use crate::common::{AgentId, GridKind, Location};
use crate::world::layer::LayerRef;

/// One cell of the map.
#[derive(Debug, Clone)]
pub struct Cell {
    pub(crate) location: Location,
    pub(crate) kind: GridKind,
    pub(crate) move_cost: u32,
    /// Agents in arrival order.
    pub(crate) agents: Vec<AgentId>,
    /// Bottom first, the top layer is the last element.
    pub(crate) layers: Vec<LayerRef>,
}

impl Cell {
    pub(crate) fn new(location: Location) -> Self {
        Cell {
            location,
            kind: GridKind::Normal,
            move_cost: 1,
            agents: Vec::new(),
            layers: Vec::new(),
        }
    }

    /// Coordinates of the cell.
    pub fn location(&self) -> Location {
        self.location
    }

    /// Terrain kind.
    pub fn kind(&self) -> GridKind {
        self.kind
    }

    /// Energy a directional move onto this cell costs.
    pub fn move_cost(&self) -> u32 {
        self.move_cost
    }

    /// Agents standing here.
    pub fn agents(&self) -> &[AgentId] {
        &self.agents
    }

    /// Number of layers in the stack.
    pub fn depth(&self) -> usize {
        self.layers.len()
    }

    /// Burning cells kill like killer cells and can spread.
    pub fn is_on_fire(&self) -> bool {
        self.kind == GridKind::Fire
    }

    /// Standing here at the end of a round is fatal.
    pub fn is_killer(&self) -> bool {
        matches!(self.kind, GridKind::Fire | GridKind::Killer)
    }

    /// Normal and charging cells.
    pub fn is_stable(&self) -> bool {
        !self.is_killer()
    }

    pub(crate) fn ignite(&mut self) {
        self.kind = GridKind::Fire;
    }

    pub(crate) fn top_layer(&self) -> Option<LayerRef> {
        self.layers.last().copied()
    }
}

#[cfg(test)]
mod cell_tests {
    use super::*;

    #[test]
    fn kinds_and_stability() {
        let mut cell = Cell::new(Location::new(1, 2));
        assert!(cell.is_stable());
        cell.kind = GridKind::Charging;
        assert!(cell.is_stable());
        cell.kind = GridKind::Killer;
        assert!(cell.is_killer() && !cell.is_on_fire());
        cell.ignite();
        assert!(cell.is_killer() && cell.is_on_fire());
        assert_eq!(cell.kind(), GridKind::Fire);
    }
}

────────

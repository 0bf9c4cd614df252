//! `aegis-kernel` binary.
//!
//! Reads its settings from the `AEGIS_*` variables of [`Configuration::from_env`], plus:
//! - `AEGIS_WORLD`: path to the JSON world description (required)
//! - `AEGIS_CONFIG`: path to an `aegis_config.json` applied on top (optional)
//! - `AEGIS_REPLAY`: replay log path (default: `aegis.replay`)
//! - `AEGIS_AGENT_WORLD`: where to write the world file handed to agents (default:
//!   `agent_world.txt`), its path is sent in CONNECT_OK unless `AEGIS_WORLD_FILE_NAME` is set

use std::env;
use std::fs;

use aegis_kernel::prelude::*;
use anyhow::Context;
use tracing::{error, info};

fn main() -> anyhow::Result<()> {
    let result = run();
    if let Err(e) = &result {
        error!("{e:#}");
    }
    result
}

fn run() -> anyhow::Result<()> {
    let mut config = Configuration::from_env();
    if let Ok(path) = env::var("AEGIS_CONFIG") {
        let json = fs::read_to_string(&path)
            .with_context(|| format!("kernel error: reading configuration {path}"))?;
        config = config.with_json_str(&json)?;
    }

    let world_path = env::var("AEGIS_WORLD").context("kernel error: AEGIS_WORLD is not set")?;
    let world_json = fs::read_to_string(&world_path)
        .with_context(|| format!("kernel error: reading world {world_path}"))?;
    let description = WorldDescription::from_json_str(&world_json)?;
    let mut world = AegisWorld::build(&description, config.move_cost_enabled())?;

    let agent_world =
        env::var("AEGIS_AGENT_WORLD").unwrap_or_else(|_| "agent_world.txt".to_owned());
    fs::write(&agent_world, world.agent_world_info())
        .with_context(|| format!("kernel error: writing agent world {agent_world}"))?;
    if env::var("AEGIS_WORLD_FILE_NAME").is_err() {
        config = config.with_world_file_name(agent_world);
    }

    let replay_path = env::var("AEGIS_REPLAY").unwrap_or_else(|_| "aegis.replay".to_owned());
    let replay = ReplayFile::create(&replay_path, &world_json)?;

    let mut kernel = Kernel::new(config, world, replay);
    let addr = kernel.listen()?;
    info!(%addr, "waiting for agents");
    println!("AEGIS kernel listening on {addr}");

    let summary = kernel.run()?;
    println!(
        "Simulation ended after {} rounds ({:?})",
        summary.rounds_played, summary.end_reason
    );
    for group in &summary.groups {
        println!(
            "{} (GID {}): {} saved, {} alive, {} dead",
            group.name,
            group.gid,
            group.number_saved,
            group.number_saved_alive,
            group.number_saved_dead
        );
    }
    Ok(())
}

────────

Look above for the line holding "fn main() ->". Print it and every line after it, exactly, through the line holding "let world_json = fs::read_to_string(&world_path)".

RESULT OF THE EXERCISE:
fn main() -> anyhow::Result<()> {
    let result = run();
    if let Err(e) = &result {
        error!("{e:#}");
    }
    result
}

fn run() -> anyhow::Result<()> {
    let mut config = Configuration::from_env();
    if let Ok(path) = env::var("AEGIS_CONFIG") {
        let json = fs::read_to_string(&path)
            .with_context(|| format!("kernel error: reading configuration {path}"))?;
        config = config.with_json_str(&json)?;
    }

    let world_path = env::var("AEGIS_WORLD").context("kernel error: AEGIS_WORLD is not set")?;
    let world_json = fs::read_to_string(&world_path)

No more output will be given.